What is a switchback?
Trail-building nerds argue about what, exactly, defines a switchback. We don’t have to be so exact.
If a turn goes downhill, and it’s tight, and you’re braking, and you’re freaking out, it’s probably a switchback.
If a turn goes uphill, and it’s tight, and you’re pedaling, and you’re freaking out, it’s probably a switchback.
If a mistake will send you hurtling down a cliff, it’s probably a switchback.
Yikes. This right here is a bona fide switchback:
For our purposes, let’s define a switchback as a a turn that:
Is tight. Because switchbacks are built onto the sides of hills, there isn’t much space for wide radii. Modern trail builders are making “switchberms” and “climbing turns” with radii of 20+ feet, but they are expensive and usually limited to newer trails. The most challenging switchbacks are found on older trails, and their radii tend to be less than 10 feet. Seven feet isn’t crazy tight. Less than five feet becomes challenging.

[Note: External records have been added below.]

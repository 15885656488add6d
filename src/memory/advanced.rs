//! Advanced memory tier: three in-memory analyzers over bounded ring
//! buffers. Grounded on the teacher's `analyzer.rs` buffer/process
//! pipeline shape and `pattern_detector.rs`'s accumulate-then-threshold
//! technique and `stable_pattern_id` idiom — the teacher's four
//! concrete pattern types are session-analytics-specific and do not
//! carry over; only the technique does.

use crate::memory::structured::WorkflowGroupRow;
use crate::schema::{Emotion, EmotionReading};
use chrono::Utc;
use serde::Serialize;
use std::collections::hash_map::DefaultHasher;
use std::collections::HashMap;
use std::hash::{Hash, Hasher};

const MAX_EMOTION_READINGS: usize = 100;

struct EmotionKeywords {
    emotion: Emotion,
    keywords: &'static [&'static str],
    suggestion: &'static str,
}

fn emotion_table() -> Vec<EmotionKeywords> {
    vec![
        EmotionKeywords {
            emotion: Emotion::Frustrated,
            keywords: &["ugh", "annoying", "stupid", "why won't", "frustrat", "气死", "烦"],
            suggestion: "Take a short break — I can keep this task queued.",
        },
        EmotionKeywords {
            emotion: Emotion::Anxious,
            keywords: &["worried", "anxious", "deadline", "urgent", "担心", "着急"],
            suggestion: "Let's break this into smaller, lower-risk steps.",
        },
        EmotionKeywords {
            emotion: Emotion::Tired,
            keywords: &["tired", "exhausted", "sleepy", "累", "困"],
            suggestion: "Want me to handle the rest and summarize when done?",
        },
        EmotionKeywords {
            emotion: Emotion::Happy,
            keywords: &["great", "awesome", "thanks", "nice", "开心", "太好了"],
            suggestion: "Glad that worked — anything else to automate?",
        },
    ]
}

pub struct EmotionAnalyzer {
    history: Vec<EmotionReading>,
}

impl EmotionAnalyzer {
    pub fn new() -> Self {
        EmotionAnalyzer { history: Vec::new() }
    }

    /// Last 100 readings, most recent last — the raw material persisted
    /// into `advanced_state.json` on the hourly maintenance tick.
    pub fn history(&self) -> &[EmotionReading] {
        &self.history
    }

    pub fn analyze(&mut self, text: &str) -> EmotionReading {
        let lower = text.to_lowercase();
        let mut best: Option<(Emotion, usize, &'static str)> = None;

        for row in emotion_table() {
            let hits = row.keywords.iter().filter(|kw| lower.contains(*kw)).count();
            if hits > 0 && best.as_ref().map(|(_, b, _)| hits > *b).unwrap_or(true) {
                best = Some((row.emotion, hits, row.suggestion));
            }
        }

        let reading = match best {
            Some((emotion, hits, suggestion)) => EmotionReading {
                emotion,
                confidence: (0.5 + 0.15 * hits as f64).min(1.0),
                keywords_found: emotion_table()
                    .into_iter()
                    .find(|r| r.emotion == emotion)
                    .map(|r| r.keywords.iter().filter(|kw| lower.contains(**kw)).map(|s| s.to_string()).collect())
                    .unwrap_or_default(),
                suggestion: suggestion.to_string(),
                timestamp: Utc::now().to_rfc3339(),
            },
            None => EmotionReading {
                emotion: Emotion::Neutral,
                confidence: 0.5,
                keywords_found: Vec::new(),
                suggestion: String::new(),
                timestamp: Utc::now().to_rfc3339(),
            },
        };

        self.history.push(reading.clone());
        if self.history.len() > MAX_EMOTION_READINGS {
            self.history.remove(0);
        }
        reading
    }
}

impl Default for EmotionAnalyzer {
    fn default() -> Self {
        Self::new()
    }
}

#[derive(Debug, Clone, Serialize)]
pub struct WorkflowCandidate {
    pub pattern_id: String,
    pub normalized: String,
    pub occurrences: i64,
    pub success_rate: f64,
    pub action_sequence: Vec<String>,
}

/// Builds workflow-discovery candidates from structured-memory grouping
/// results (already filtered to `occurrences >= 3` by the caller),
/// extracting for each group the most common step-type sequence —
/// grounded on the original `advanced_memory.py::_extract_action_sequence`.
pub fn discover_workflows(grouped: Vec<WorkflowGroupRow>) -> Vec<WorkflowCandidate> {
    grouped
        .into_iter()
        .map(|group| WorkflowCandidate {
            pattern_id: stable_pattern_id(&group.normalized),
            action_sequence: modal_sequence(&group.step_type_sequences),
            normalized: group.normalized,
            occurrences: group.occurrences,
            success_rate: group.success_rate,
        })
        .collect()
}

/// Picks the most frequently occurring exact step-type sequence across
/// a group's instances; ties break on first-seen order.
fn modal_sequence(sequences: &[Vec<String>]) -> Vec<String> {
    let mut counts: HashMap<&Vec<String>, i64> = HashMap::new();
    let mut order: Vec<&Vec<String>> = Vec::new();
    for seq in sequences {
        if !counts.contains_key(seq) {
            order.push(seq);
        }
        *counts.entry(seq).or_insert(0) += 1;
    }
    let mut best: Option<(&Vec<String>, i64)> = None;
    for seq in order {
        let count = counts[seq];
        if best.map(|(_, b)| count > b).unwrap_or(true) {
            best = Some((seq, count));
        }
    }
    best.map(|(seq, _)| seq.clone()).unwrap_or_default()
}

fn stable_pattern_id(seed: &str) -> String {
    let mut hasher = DefaultHasher::new();
    seed.hash(&mut hasher);
    format!("wf_{:x}", hasher.finish())
}

#[derive(Debug, Clone, Serialize)]
pub struct PreferenceCandidate {
    pub key: String,
    pub value: String,
    pub occurrences: i64,
}

/// Surfaces up to three preference candidates from a frequency table
/// (pattern_type, pattern_value, frequency) that cross a threshold.
pub fn proactive_preferences(
    habits: Vec<(String, String, i64)>,
    min_occurrences: i64,
) -> Vec<PreferenceCandidate> {
    let mut counts: HashMap<(String, String), i64> = HashMap::new();
    for (pattern_type, pattern_value, frequency) in habits {
        *counts.entry((pattern_type, pattern_value)).or_insert(0) += frequency;
    }
    let mut candidates: Vec<PreferenceCandidate> = counts
        .into_iter()
        .filter(|(_, freq)| *freq >= min_occurrences)
        .map(|((key, value), occurrences)| PreferenceCandidate { key, value, occurrences })
        .collect();
    candidates.sort_by(|a, b| b.occurrences.cmp(&a.occurrences));
    candidates.truncate(3);
    candidates
}

#[cfg(test)]
mod tests {
    use super::*;

    #[test]
    fn detects_frustration_keywords() {
        let mut analyzer = EmotionAnalyzer::new();
        let reading = analyzer.analyze("ugh this is so annoying, why won't it work");
        assert_eq!(reading.emotion, Emotion::Frustrated);
        assert!(reading.confidence > 0.5);
    }

    #[test]
    fn neutral_when_no_keywords_match() {
        let mut analyzer = EmotionAnalyzer::new();
        let reading = analyzer.analyze("open the file browser");
        assert_eq!(reading.emotion, Emotion::Neutral);
    }

    #[test]
    fn stable_id_is_deterministic() {
        assert_eq!(stable_pattern_id("open browser"), stable_pattern_id("open browser"));
    }

    #[test]
    fn discover_workflows_extracts_modal_action_sequence() {
        let group = WorkflowGroupRow {
            normalized: "open browser and screenshot".into(),
            occurrences: 3,
            success_rate: 1.0,
            step_type_sequences: vec![
                vec!["app_open".into(), "screenshot_desktop".into()],
                vec!["app_open".into(), "screenshot_desktop".into()],
                vec!["app_open".into()],
            ],
        };
        let discovered = discover_workflows(vec![group]);
        assert_eq!(discovered.len(), 1);
        assert_eq!(
            discovered[0].action_sequence,
            vec!["app_open".to_string(), "screenshot_desktop".to_string()]
        );
    }

    #[test]
    fn modal_sequence_breaks_ties_on_first_seen() {
        let sequences = vec![vec!["a".to_string()], vec!["b".to_string()]];
        assert_eq!(modal_sequence(&sequences), vec!["a".to_string()]);
    }

    #[test]
    fn proactive_preferences_caps_at_three() {
        let habits = vec![
            ("naming_style".into(), "snake_case".into(), 5),
            ("preferred_dir".into(), "~/Downloads".into(), 4),
            ("active_hours".into(), "9-17".into(), 10),
            ("naming_style".into(), "kebab-case".into(), 1),
        ];
        let out = proactive_preferences(habits, 3);
        assert_eq!(out.len(), 3);
        assert_eq!(out[0].key, "active_hours");
    }
}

This turn is a lot tighter from the cockpit than through a wide angle lens!
Changes direction in a big way. The trickiest switchbacks change direction almost 180 degrees as the trail zig zags down a steep slope. If the pitch isn’t so steep, or if the trail builder was clever, the turn might change direction less: say 120 degrees.
I rode these switchbacks the other day in San Jose, CA. This is a typical way to route a trail down a steep slope.

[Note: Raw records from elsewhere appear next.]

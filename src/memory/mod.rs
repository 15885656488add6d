pub mod advanced;
pub mod queue;
pub mod structured;
pub mod vector;

use crate::embedding::EmbeddingService;
use anyhow::Result;
use serde_json::json;
use std::path::PathBuf;
use std::sync::{Arc, Mutex};
use vector::VectorStore;

/// Facade aggregating the three memory tiers behind the C3 contract:
/// `context_for(instruction, include_vector, max_chars)`.
pub struct Memory {
    pub vector: Arc<VectorStore>,
    emotion: Mutex<advanced::EmotionAnalyzer>,
    state_path: PathBuf,
}

impl Memory {
    pub async fn new(
        config_dir: &PathBuf,
        embedding: Arc<dyn EmbeddingService>,
    ) -> Result<Self> {
        std::fs::create_dir_all(config_dir)?;

        let db_path = config_dir.join("memory.db");
        structured::init(&db_path)?;

        let vector_uri = config_dir.join("vector_memory");
        let vector = Arc::new(VectorStore::new(vector_uri.to_string_lossy().as_ref(), embedding).await?);

        Ok(Memory {
            vector,
            emotion: Mutex::new(advanced::EmotionAnalyzer::new()),
            state_path: config_dir.join("advanced_state.json"),
        })
    }

    /// Builds a human-readable context string for the planner, in the
    /// order the spec prescribes: emotion, structured highlights,
    /// vector neighbours, workflow suggestion. Truncated to `max_chars`.
    pub async fn context_for(&self, instruction: &str, include_vector: bool, max_chars: usize) -> String {
        let mut parts: Vec<String> = Vec::new();

        let emotion_reading = {
            let mut analyzer = self.emotion.lock().expect("emotion analyzer lock poisoned");
            analyzer.analyze(instruction)
        };
        if emotion_reading.emotion != crate::schema::Emotion::Neutral {
            parts.push(format!(
                "User mood: {:?} ({:.0}% confidence) — {}",
                emotion_reading.emotion,
                emotion_reading.confidence * 100.0,
                emotion_reading.suggestion
            ));
        }

        if let Ok(prefs) = structured::confirmed_preferences(5) {
            if !prefs.is_empty() {
                let list = prefs.iter().map(|(k, v)| format!("{}={}", k, v)).collect::<Vec<_>>().join(", ");
                parts.push(format!("Preferences: {}", list));
            }
        }
        if let Ok(files) = structured::recent_files(5) {
            if !files.is_empty() {
                let list = files.iter().map(|(p, op)| format!("{} ({})", p, op)).collect::<Vec<_>>().join(", ");
                parts.push(format!("Recent files: {}", list));
            }
        }
        if let Ok(habits) = structured::top_habits(5) {
            if !habits.is_empty() {
                let list = habits.iter().map(|(t, v, f)| format!("{}:{} x{}", t, v, f)).collect::<Vec<_>>().join(", ");
                parts.push(format!("Habits: {}", list));
            }
        }

        if include_vector {
            let neighbours = self.vector.search_all(instruction, 3).await;
            for (corpus, hits) in neighbours {
                if !hits.is_empty() {
                    let list = hits.iter().map(|n| n.text.clone()).collect::<Vec<_>>().join(" | ");
                    parts.push(format!("{}: {}", corpus, list));
                }
            }
        }

        if let Ok(candidates) = structured::workflow_candidates(3) {
            let normalized = structured::normalize_instruction(instruction);
            if let Some(group) = candidates.iter().find(|g| g.normalized == normalized) {
                parts.push(format!(
                    "Matches a discovered workflow seen {} times ({:.0}% success rate).",
                    group.occurrences,
                    group.success_rate * 100.0
                ));
            }
        }

        let joined = parts.join("\n");
        truncate_with_ellipsis(&joined, max_chars)
    }

    /// Persists the advanced tier's actual in-memory state: the
    /// emotion-reading history, the proactive-learner's current
    /// preference candidates (derived from habit frequencies), and the
    /// workflow-discovery candidates (derived from instruction-history
    /// grouping). Per §4.3, this runs on the hourly maintenance tick.
    pub fn snapshot_advanced_state(&self) -> Result<()> {
        let emotion_history = {
            let analyzer = self.emotion.lock().expect("emotion analyzer lock poisoned");
            analyzer.history().to_vec()
        };

        let proactive_preference_candidates = structured::top_habits(20)
            .map(|habits| advanced::proactive_preferences(habits, 3))
            .unwrap_or_default();

        let discovered_workflows = structured::workflow_candidates(3)
            .map(advanced::discover_workflows)
            .unwrap_or_default();

        let snapshot = json!({
            "snapshot_at": chrono::Utc::now().to_rfc3339(),
            "emotion_history": emotion_history,
            "proactive_preference_candidates": proactive_preference_candidates,
            "discovered_workflows": discovered_workflows,
        });
        std::fs::write(&self.state_path, serde_json::to_string_pretty(&snapshot)?)?;
        Ok(())
    }
}

fn truncate_with_ellipsis(s: &str, max_chars: usize) -> String {
    if s.chars().count() <= max_chars {
        s.to_string()
    } else {
        let truncated: String = s.chars().take(max_chars.saturating_sub(1)).collect();
        format!("{}…", truncated)
    }
}
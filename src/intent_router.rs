//! Fixed-intent fast path: classifies an instruction by cosine
//! similarity against cached canonical examples, applying per-intent
//! thresholds and a conflict penalty for app_open/app_close against
//! file-like text. Registry carried over verbatim from the reference's
//! `intent_router.py` since the distilled spec is silent on the
//! concrete intent vocabulary.

use crate::embedding::EmbeddingService;
use crate::schema::IntentMatch;
use std::collections::HashMap;
use std::sync::Arc;
use tokio::sync::Mutex;

const DEFAULT_THRESHOLD: f32 = 0.65;
const CONFLICT_PENALTY: f32 = 0.4;

const EMAIL_KEYWORDS: &[&str] = &["email", "邮件", "inbox", "mailbox", "imap", "smtp"];

const FILE_KEYWORDS: &[&str] = &[
    "file", "文件", ".txt", ".pdf", ".doc", ".docx", ".xls", ".xlsx", ".csv", ".png", ".jpg",
    ".jpeg", ".zip", ".mp4", ".mp3",
];

struct IntentDef {
    intent_type: &'static str,
    examples: &'static [&'static str],
    min_confidence: f32,
}

fn registry() -> Vec<IntentDef> {
    vec![
        IntentDef { intent_type: "translate", examples: &["translate this to english", "把这段话翻译成中文", "translate the selected text"], min_confidence: 0.65 },
        IntentDef { intent_type: "summarize", examples: &["summarize this document", "给我总结一下这段内容", "tl;dr this page"], min_confidence: 0.65 },
        IntentDef { intent_type: "polish", examples: &["polish this paragraph", "润色一下这段文字", "make this text more professional"], min_confidence: 0.65 },
        IntentDef { intent_type: "screenshot", examples: &["take a screenshot", "截个图", "capture my screen"], min_confidence: 0.6 },
        IntentDef { intent_type: "volume_control", examples: &["turn up the volume", "调大音量", "mute the sound"], min_confidence: 0.6 },
        IntentDef { intent_type: "brightness_control", examples: &["increase screen brightness", "调亮屏幕", "dim the display"], min_confidence: 0.6 },
        IntentDef { intent_type: "system_info", examples: &["show system info", "查看系统信息", "how much memory is free"], min_confidence: 0.6 },
        IntentDef { intent_type: "app_open", examples: &["open chrome", "打开微信", "launch vscode"], min_confidence: 0.7 },
        IntentDef { intent_type: "app_close", examples: &["close chrome", "关闭微信", "quit vscode"], min_confidence: 0.8 },
    ]
}

struct CachedIntent {
    def: IntentDef,
    example_embeddings: Vec<Vec<f32>>,
}

pub struct IntentRouter {
    embedding: Arc<dyn EmbeddingService>,
    intents: Mutex<Vec<CachedIntent>>,
    extra_examples: Mutex<HashMap<String, Vec<String>>>,
}

impl IntentRouter {
    pub fn new(embedding: Arc<dyn EmbeddingService>) -> Self {
        let intents = registry()
            .into_iter()
            .map(|def| CachedIntent { def, example_embeddings: Vec::new() })
            .collect();
        IntentRouter {
            embedding,
            intents: Mutex::new(intents),
            extra_examples: Mutex::new(HashMap::new()),
        }
    }

    /// Extends the registry with a runtime-learned example, appending
    /// its embedding to the cached matrix without recomputing the rest.
    pub async fn add_intent_example(&self, intent: &str, text: &str) {
        {
            let mut extra = self.extra_examples.lock().await;
            extra.entry(intent.to_string()).or_default().push(text.to_string());
        }
        let vec = self.embedding.encode(text).await;
        if vec.is_empty() {
            return;
        }
        let mut intents = self.intents.lock().await;
        if let Some(cached) = intents.iter_mut().find(|c| c.def.intent_type == intent) {
            if !cached.example_embeddings.is_empty() {
                cached.example_embeddings.push(vec);
            }
        }
    }

    pub async fn detect(&self, text: &str) -> Option<IntentMatch> {
        self.detect_with_threshold(text, DEFAULT_THRESHOLD).await
    }

    pub async fn detect_with_threshold(&self, text: &str, default_threshold: f32) -> Option<IntentMatch> {
        let trimmed = text.trim();
        if trimmed.is_empty() {
            return None;
        }

        let lower = trimmed.to_lowercase();
        if EMAIL_KEYWORDS.iter().any(|kw| lower.contains(kw)) {
            return None;
        }

        if !self.embedding.wait_until_ready(std::time::Duration::from_millis(1)).await {
            return None;
        }

        self.ensure_examples_cached().await;

        let query = self.embedding.encode(trimmed).await;
        if query.is_empty() {
            return None;
        }

        let intents = self.intents.lock().await;
        let mut best: Option<(&'static str, f32)> = None;
        for cached in intents.iter() {
            if cached.example_embeddings.is_empty() {
                continue;
            }
            let score = cached
                .example_embeddings
                .iter()
                .map(|ex| cosine_similarity(&query, ex))
                .fold(f32::MIN, f32::max);
            if best.map(|(_, b)| score > b).unwrap_or(true) {
                best = Some((cached.def.intent_type, score));
            }
        }

        let (intent_type, mut score) = best?;

        if (intent_type == "app_open" || intent_type == "app_close") && has_file_conflict(&lower) {
            score -= CONFLICT_PENALTY;
        }

        let threshold = intents
            .iter()
            .find(|c| c.def.intent_type == intent_type)
            .map(|c| c.def.min_confidence)
            .unwrap_or(default_threshold);

        if score >= threshold {
            Some(IntentMatch {
                intent_type: intent_type.to_string(),
                confidence: score,
                metadata: serde_json::json!({}),
                is_fast_path: true,
            })
        } else {
            None
        }
    }

    async fn ensure_examples_cached(&self) {
        let needs_cache: Vec<usize> = {
            let intents = self.intents.lock().await;
            intents
                .iter()
                .enumerate()
                .filter(|(_, c)| c.example_embeddings.is_empty())
                .map(|(i, _)| i)
                .collect()
        };
        if needs_cache.is_empty() {
            return;
        }
        for idx in needs_cache {
            let examples: Vec<String> = {
                let intents = self.intents.lock().await;
                intents[idx].def.examples.iter().map(|s| s.to_string()).collect()
            };
            let embeddings = self.embedding.encode_batch(&examples).await;
            if embeddings.iter().any(|e| e.is_empty()) {
                continue;
            }
            let mut intents = self.intents.lock().await;
            intents[idx].example_embeddings = embeddings;
        }
    }
}

fn has_file_conflict(lower_text: &str) -> bool {
    if FILE_KEYWORDS.iter().any(|kw| lower_text.contains(kw)) {
        return true;
    }
    // absolute filesystem path heuristic: unix-style or windows drive letter
    lower_text.contains('/') && (lower_text.starts_with('/') || lower_text.contains(" /"))
        || lower_text.chars().nth(1) == Some(':')
}

fn cosine_similarity(a: &[f32], b: &[f32]) -> f32 {
    if a.len() != b.len() || a.is_empty() {
        return 0.0;
    }
    let dot: f32 = a.iter().zip(b.iter()).map(|(x, y)| x * y).sum();
    let norm_a: f32 = a.iter().map(|x| x * x).sum::<f32>().sqrt();
    let norm_b: f32 = b.iter().map(|x| x * x).sum::<f32>().sqrt();
    if norm_a == 0.0 || norm_b == 0.0 {
        0.0
    } else {
        dot / (norm_a * norm_b)
    }
}

#[cfg(test)]
mod tests {
    use super::*;

    #[test]
    fn cosine_identical_vectors_is_one() {
        let v = vec![1.0, 2.0, 3.0];
        assert!((cosine_similarity(&v, &v) - 1.0).abs() < 1e-6);
    }

    #[test]
    fn file_conflict_detects_extension() {
        assert!(has_file_conflict("open report.pdf"));
        assert!(!has_file_conflict("open chrome"));
    }
}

Yes! I last rode the famous San Juan Trail in 2002. Check out the switchbacks toward the bottom.
One of San Juan Trail’s mellower switchbacks.

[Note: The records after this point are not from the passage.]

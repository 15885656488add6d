//! Task Orchestrator / Facade (C7). Full rewrite: the teacher's
//! `Orchestrator` dispatched across four `TaskType` arms
//! (Coding/Workflow/OsOperation/Research) backed by n8n/VisualDriver/
//! ProjectScanner collaborators that have no counterpart in this
//! kernel. Only the per-task struct / async-entrypoint /
//! classify-then-dispatch shape survives; everything downstream of
//! classification is new, following the Router → Planner → Executor
//! pipeline of §4.8.

use crate::config_manager::ConfigManager;
use crate::embedding::EmbeddingService;
use crate::executor_registry::ExecutorRegistry;
use crate::intent_router::IntentRouter;
use crate::memory::queue::{MemoryQueue, SaveTaskResult};
use crate::memory::Memory;
use crate::planner::Planner;
use crate::plan_executor::{PlanExecutor, PlanExecutorConfig};
use crate::reflector::Reflector;
use crate::schema::{ExecutionContext, InternalEvent, Plan, Step, TaskResult};
use serde_json::json;
use std::sync::Arc;
use std::time::Instant;

/// Shared, process-scoped collaborators an orchestrator is constructed
/// from. A fresh [`Orchestrator`] is built per `execute` command, but
/// every field here is an `Arc` onto a singleton the server loop owns.
pub struct OrchestratorDeps {
    pub embedding: Arc<dyn EmbeddingService>,
    pub intent_router: Arc<IntentRouter>,
    pub memory: Arc<Memory>,
    pub memory_queue: MemoryQueue,
    pub planner: Arc<Planner>,
    pub registry: Arc<ExecutorRegistry>,
    pub reflector: Arc<Reflector>,
    pub config: Arc<ConfigManager>,
}

pub struct Orchestrator {
    deps: Arc<OrchestratorDeps>,
}

impl Orchestrator {
    pub fn new(deps: Arc<OrchestratorDeps>) -> Self {
        Orchestrator { deps }
    }

    /// Per-`execute`-command entrypoint (§4.8).
    pub async fn handle_execute(
        &self,
        instruction: &str,
        ctx: &mut ExecutionContext,
        emit: &mut dyn FnMut(InternalEvent),
    ) -> TaskResult {
        let started_at = Instant::now();

        if instruction.trim().is_empty() {
            return TaskResult {
                success: false,
                message: "instruction is empty".to_string(),
                steps: Vec::new(),
                user_instruction: instruction.to_string(),
            };
        }

        // Step 1: wait up to the configured window for the embedding
        // model; fast path is simply skipped if it never comes up.
        let embedding_ready_wait = self.deps.config.embedding_ready_wait();
        let _ = self.deps.embedding.wait_until_ready(embedding_ready_wait).await;

        if ctx.stop.is_fired() {
            return cancelled_result(ctx, instruction);
        }

        // Step 2: fast path.
        if let Some(intent_match) = self.deps.intent_router.detect(instruction).await {
            emit(InternalEvent {
                event_type: crate::schema::InternalEventType::Thinking,
                data: json!({ "phase": "fast_path", "summary": intent_match.intent_type }),
            });
            let plan = Plan::single(synthesize_fast_path_step(&intent_match.intent_type));
            let result = self.run_plan(&plan, instruction, ctx, emit).await;
            self.enqueue_memory_write(instruction, &result, started_at);
            return result;
        }

        if ctx.stop.is_fired() {
            return cancelled_result(ctx, instruction);
        }

        // Step 3: memory-conditioned planning.
        let memory_context = self.deps.memory.context_for(instruction, true, 2_000).await;
        emit(InternalEvent {
            event_type: crate::schema::InternalEventType::Thinking,
            data: json!({ "phase": "planning", "summary": "calling planner" }),
        });

        let plan = self.deps.planner.plan(instruction, &memory_context).await;
        if plan.steps.is_empty() {
            let result = TaskResult {
                success: false,
                message: "planning failed".to_string(),
                steps: Vec::new(),
                user_instruction: instruction.to_string(),
            };
            self.enqueue_memory_write(instruction, &result, started_at);
            return result;
        }

        emit(InternalEvent {
            event_type: crate::schema::InternalEventType::PlanReady,
            data: json!({ "phase": "plan_ready", "summary": format!("{} steps", plan.steps.len()) }),
        });

        let result = self.run_plan(&plan, instruction, ctx, emit).await;
        self.enqueue_memory_write(instruction, &result, started_at);
        result
    }

    async fn run_plan(
        &self,
        plan: &Plan,
        instruction: &str,
        ctx: &mut ExecutionContext,
        emit: &mut dyn FnMut(InternalEvent),
    ) -> TaskResult {
        let config = PlanExecutorConfig {
            max_attempts: self.deps.config.max_step_attempts(),
            sensitive_gate_timeout: self.deps.config.sensitive_gate_timeout(),
            sensitive_gate_poll_interval: self.deps.config.sensitive_gate_poll_interval(),
        };
        let plan_executor = PlanExecutor::new(&self.deps.registry, &self.deps.reflector, config);
        plan_executor.execute_plan(plan, instruction, ctx, emit).await
    }

    fn enqueue_memory_write(&self, instruction: &str, result: &TaskResult, started_at: Instant) {
        self.deps.memory_queue.save_task_result(SaveTaskResult {
            instruction: instruction.to_string(),
            steps: result.steps.clone(),
            success: result.success,
            duration_s: started_at.elapsed().as_secs_f64(),
        });
    }
}

fn cancelled_result(ctx: &ExecutionContext, instruction: &str) -> TaskResult {
    TaskResult {
        success: false,
        message: "task cancelled".to_string(),
        steps: ctx.step_results.clone(),
        user_instruction: instruction.to_string(),
    }
}

/// One-step plans synthesized directly from a fast-path intent match;
/// these cover the "simple operations only" coverage of §4.2 (screen-
/// shot, volume, brightness, system-info, app open/close).
fn synthesize_fast_path_step(intent_type: &str) -> Step {
    let step_type = match intent_type {
        "screenshot" => "screenshot_desktop",
        "volume_control" => "volume_control",
        "brightness_control" => "brightness_control",
        "system_info" => "system_info",
        "app_open" => "app_open",
        "app_close" => "app_close",
        "translate" => "text_translate",
        "summarize" => "text_summarize",
        "polish" => "text_polish",
        other => other,
    };
    Step { step_type: step_type.to_string(), action: None, params: json!({}), description: None }
}

#[cfg(test)]
mod tests {
    use super::*;

    #[test]
    fn fast_path_maps_known_intents_to_step_types() {
        assert_eq!(synthesize_fast_path_step("screenshot").step_type, "screenshot_desktop");
        assert_eq!(synthesize_fast_path_step("app_open").step_type, "app_open");
    }
}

Gains or looses elevation. If a tight 180° turn is flat, it’s just a hairpin. Hairpins are tricky in short track racing and cyclocross, but you won’t die if you mess one up. Modern trail builders work to make turns less steep than the surrounding hillside. These “climbing turns” tend to be tame and easy (and they require a lot of earth moving). We’re most worried about “old school” trails that follow the contour in one direction, turn through the fall line (yikes! Steep!), then return to the contour in the opposite direction.
A steep switchback in Hong Kong.
And, bonus, is off camber. Modern “switchberms” have positive camber, which means they have berms to support your tires and keep you on the trail. These turns tend to be easy. The switchbacks we worry about have positive camber at the top and negative camber at the bottom. Imagine turning directly across a steep hill. That’s what I’m talking about.
Many modern trails are outsloped. This helps water drain off the trail, but it doesn’t help you carve. Especially if you’re used to berms.
As you might expect, the most challenging switchbacks combine scrunched tightness, huge direction changes, scary steepness and off-camber exits. And exposure. Let’s not forget exposure.